Ancora, in Zatti rifulgeva l’obbedienza a Dio e al suo disegno come anima di un servizio umile e fiducioso, che doveva ispirare nei poveri e nei malati sentimenti di abbandono in Dio. Tutto trovava in Dio ispirazione, e tutto Zatti svolgeva secondo il comando di Dio, così che il servizio di questo grande salesiano era una pratica continua e affascinante del precetto dell’amore: egli «amò Dio sopra ogni cosa. Per lui tutte le cose di questa terra erano transitorie e secondarie. Per me Zatti era costante, senza cedimenti nel suo amore a Dio e nella sua pietà. Non solo negli atti di pietà ma in ogni servizio al prossimo teneva sempre il nome di Dio sulla bocca. Esortò tutti coloro che gli furono vicini a vivere la pietà. Zatti era permanentemente un esempio, la sua pietà era superiore all’ordinario».
Quella di Zatti però, come accade sempre nei santi, è una diakonia, un servizio compiuto certo in obbedienza a Dio, ma soprattutto in nome di Dio, prestando a Dio il volto, il cuore, le mani, nella certezza – fonte di grande audacia – di essere piccolo strumento della sua grande Potenza e Provvidenza. Così Zatti opera con generosità straordinaria, ma con abbandono totale perché sa che ad agire, in lui, è il suo Signore: «Sperò e confidò sempre in Dio. La serenità con la quale superava le difficoltà era una dimostrazione della sua speranza in Dio. Sempre diceva: “Dio provvederà”, però lo diceva con piena confidenza e speranza».
Zatti, credente e uomo vero, è «mosso dalla carità verso il prossimo perché in ogni malato vedeva Cristo sofferente. Tanta era la bontà che usava con gli infermi che non negava loro nulla»; «per il Servo di Dio l’amore si manifestava nella carità con la quale assisteva gli “altri Cristi”. Nella sua concezione evangelica che tutto quello che faranno i suoi discepoli al loro prossimo lo staranno facendo allo stesso Cristo, il Servo di Dio si comportò abitualmente con tutti con carità, anche quando si trattava di increduli o indifferenti».

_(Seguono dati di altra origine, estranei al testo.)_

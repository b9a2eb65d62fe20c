//! Text extraction from various file formats

use crate::config::PdfPages;
use crate::error::{NlpLensError, Result};
use pulldown_cmark::{html, Parser};
use regex::Regex;
use std::io::{Cursor, Read};
use std::path::Path;
use tokio::fs;
use zip::ZipArchive;

pub trait TextExtractor {
    /// Extract text from an in-memory upload; `source` names it in error messages
    fn extract_bytes(&self, source: &str, bytes: &[u8]) -> Result<String>;

    fn extract(&self, path: &Path) -> impl std::future::Future<Output = Result<String>> + Send;
}

pub struct PdfExtractor {
    pub pages: PdfPages,
}

impl TextExtractor for PdfExtractor {
    fn extract_bytes(&self, source: &str, bytes: &[u8]) -> Result<String> {
        match self.pages {
            PdfPages::All => pdf_extract::extract_text_from_mem(bytes).map_err(|e| {
                NlpLensError::PdfExtraction(format!("Failed to extract text from PDF '{}': {}", source, e))
            }),
            PdfPages::First => {
                let doc = lopdf::Document::load_mem(bytes).map_err(|e| {
                    NlpLensError::PdfExtraction(format!("Failed to load PDF '{}': {}", source, e))
                })?;
                let first_page = doc.get_pages().keys().next().copied().ok_or_else(|| {
                    NlpLensError::PdfExtraction(format!("PDF '{}' has no pages", source))
                })?;
                doc.extract_text(&[first_page]).map_err(|e| {
                    NlpLensError::PdfExtraction(format!(
                        "Failed to extract page {} of PDF '{}': {}",
                        first_page, source, e
                    ))
                })
            }
        }
    }

    async fn extract(&self, path: &Path) -> Result<String> {
        let bytes = fs::read(path).await?;
        self.extract_bytes(&path.display().to_string(), &bytes)
    }
}

pub struct PlainTextExtractor;

impl TextExtractor for PlainTextExtractor {
    fn extract_bytes(&self, source: &str, bytes: &[u8]) -> Result<String> {
        String::from_utf8(bytes.to_vec()).map_err(|e| {
            NlpLensError::InvalidInput(format!("'{}' is not valid UTF-8: {}", source, e))
        })
    }

    async fn extract(&self, path: &Path) -> Result<String> {
        let bytes = fs::read(path).await?;
        self.extract_bytes(&path.display().to_string(), &bytes)
    }
}

/// Reads `word/document.xml` out of the DOCX zip container
pub struct DocxExtractor {
    markup: Regex,
}

impl Default for DocxExtractor {
    fn default() -> Self {
        Self::new()
    }
}

impl DocxExtractor {
    pub fn new() -> Self {
        let markup = Regex::new(r"<w:t(?:\s[^>]*)?>([^<]*)</w:t>|<w:tab\s*/>|<w:(?:br|cr)(?:\s[^>]*)?/>|</w:p>")
            .expect("Invalid DOCX markup regex");
        Self { markup }
    }

    fn document_xml(&self, source: &str, bytes: &[u8]) -> Result<String> {
        let mut archive = ZipArchive::new(Cursor::new(bytes)).map_err(|e| {
            NlpLensError::DocxExtraction(format!("'{}' is not a DOCX archive: {}", source, e))
        })?;
        let mut entry = archive.by_name("word/document.xml").map_err(|e| {
            NlpLensError::DocxExtraction(format!("'{}' has no word/document.xml: {}", source, e))
        })?;
        let mut xml = String::new();
        entry.read_to_string(&mut xml)?;
        Ok(xml)
    }

    /// Flatten WordprocessingML runs into text, one line per paragraph
    pub fn xml_to_text(&self, xml: &str) -> String {
        let mut text = String::new();
        for caps in self.markup.captures_iter(xml) {
            if let Some(run) = caps.get(1) {
                text.push_str(&unescape_xml(run.as_str()));
                continue;
            }
            match caps.get(0).map(|m| m.as_str()) {
                Some(tag) if tag.starts_with("<w:tab") => text.push('\t'),
                Some(_) => text.push('\n'),
                None => {}
            }
        }
        text.trim().to_string()
    }
}

impl TextExtractor for DocxExtractor {
    fn extract_bytes(&self, source: &str, bytes: &[u8]) -> Result<String> {
        let xml = self.document_xml(source, bytes)?;
        Ok(self.xml_to_text(&xml))
    }

    async fn extract(&self, path: &Path) -> Result<String> {
        let bytes = fs::read(path).await?;
        self.extract_bytes(&path.display().to_string(), &bytes)
    }
}

pub struct MarkdownExtractor;

impl TextExtractor for MarkdownExtractor {
    fn extract_bytes(&self, source: &str, bytes: &[u8]) -> Result<String> {
        let markdown_content = PlainTextExtractor.extract_bytes(source, bytes)?;

        let parser = Parser::new(&markdown_content);
        let mut html_output = String::new();
        html::push_html(&mut html_output, parser);

        Ok(self.html_to_text(&html_output))
    }

    async fn extract(&self, path: &Path) -> Result<String> {
        let bytes = fs::read(path).await?;
        self.extract_bytes(&path.display().to_string(), &bytes)
    }
}

impl MarkdownExtractor {
    fn html_to_text(&self, html: &str) -> String {
        let text = html
            .replace("<br>", "\n")
            .replace("</p>", "\n\n")
            .replace("&nbsp;", " ");

        let re = Regex::new(r"<[^>]*>").expect("Invalid tag regex");
        let clean_text = unescape_xml(&re.replace_all(&text, ""));

        let lines: Vec<String> = clean_text
            .lines()
            .map(|line| line.trim().to_string())
            .filter(|line| !line.is_empty())
            .collect();

        lines.join("\n")
    }
}

fn unescape_xml(text: &str) -> String {
    text.replace("&lt;", "<")
        .replace("&gt;", ">")
        .replace("&quot;", "\"")
        .replace("&apos;", "'")
        .replace("&#39;", "'")
        .replace("&amp;", "&")
}

#[cfg(test)]
mod tests {
    use super::*;

    #[test]
    fn test_docx_xml_to_text() {
        let xml = r#"<w:document><w:body>
            <w:p><w:r><w:t>Hello</w:t></w:r><w:r><w:t xml:space="preserve"> world &amp; co</w:t></w:r></w:p>
            <w:p><w:r><w:t>Second</w:t><w:tab/><w:t>line</w:t></w:r></w:p>
        </w:body></w:document>"#;
        let text = DocxExtractor::new().xml_to_text(xml);
        assert_eq!(text, "Hello world & co\nSecond\tline");
    }

    #[test]
    fn test_docx_rejects_non_zip() {
        let result = DocxExtractor::new().extract_bytes("notes.docx", b"plain bytes");
        assert!(matches!(result, Err(NlpLensError::DocxExtraction(_))));
    }

    #[test]
    fn test_plain_text_requires_utf8() {
        assert_eq!(PlainTextExtractor.extract_bytes("a.txt", "héllo".as_bytes()).unwrap(), "héllo");
        assert!(PlainTextExtractor.extract_bytes("b.txt", &[0xff, 0xfe, 0x00]).is_err());
    }

    #[test]
    fn test_markdown_is_stripped() {
        let text = MarkdownExtractor
            .extract_bytes("a.md", b"# Title\n\nSome **bold** text & more.")
            .unwrap();
        assert_eq!(text, "Title\nSome bold text & more.");
    }

    #[test]
    fn test_pdf_rejects_garbage() {
        let extractor = PdfExtractor { pages: PdfPages::First };
        assert!(matches!(
            extractor.extract_bytes("x.pdf", b"not a pdf"),
            Err(NlpLensError::PdfExtraction(_))
        ));
    }
}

O vivendo in uscita una Chiesa del servizio, capace di raggiungere in bicicletta i suoi poveri, o servendo quanti bussavano al suo ospedale – di San José prima e di sant’Isidro poi – perché vi incontrassero l’amore di Dio Zatti ha dato tutto se stesso a Dio, divenendo servo del Signore, missionario autentico della Chiesa nel nome del Signore Gesù.
2.2 Fraternità pasquale e comunione (koinonia) nella vita condivisa
La santità di Zatti ci porta nel cuore della Chiesa non solo per la singolarità della sua diakonia, ma anche per la qualità della comunione fiorita per il suo donarsi agli altri. Cosa fosse per Zatti la comunione è attestato tanto dalle testimonianze di chi ne ha visto l’azione, quanto dal modo in cui attraversò i momenti più faticosi che ne segnarono la vita.
Un fatto per lui particolarmente doloroso si verificò quando i superiori si orientarono per la demolizione dell’Ospedale di San José, al quale Artemide aveva consacrato ogni energia; a Viedma mancavano gli ambienti per l’episcopio e per edificare una confacente dimora vescovile fu deciso l’abbattimento del vecchio ospedale, con l’onere del trasferimento di tutti i servizi sanitari negli spazi della Scuola agricola di Sant’Isidro, sede di un’altra opera salesiana a Viedma.
Per Zatti la demolizione non era una semplice operazione edile, era una prova cruda e crocifiggente: davanti agli occhi non aveva solo le macerie di un vecchio ospedale, ma il dubbio che con quelle mura fosse crollata la sua vita e lì fossero finite anche le sue rinunce e privazioni, incomprensioni e veglie, grattacapi e sudori, dedizione agli altri e sacrificio di sé. A Zatti il calice non fu risparmiato, ma rimase in piedi, con fortezza e dolcezza cristiana: «All’epoca della demolizione dell’ospedale san José aveva prima proposto che il palazzo vescovile fosse costruito in altro luogo e il terreno fosse permutato; poi, data l’inesorabilità della demolizione, che […] sentiva enormemente data la sua estrema sensibilità umana, non si ribellò né protestò; anzi, calmava coloro che cercavano di farlo ribellare».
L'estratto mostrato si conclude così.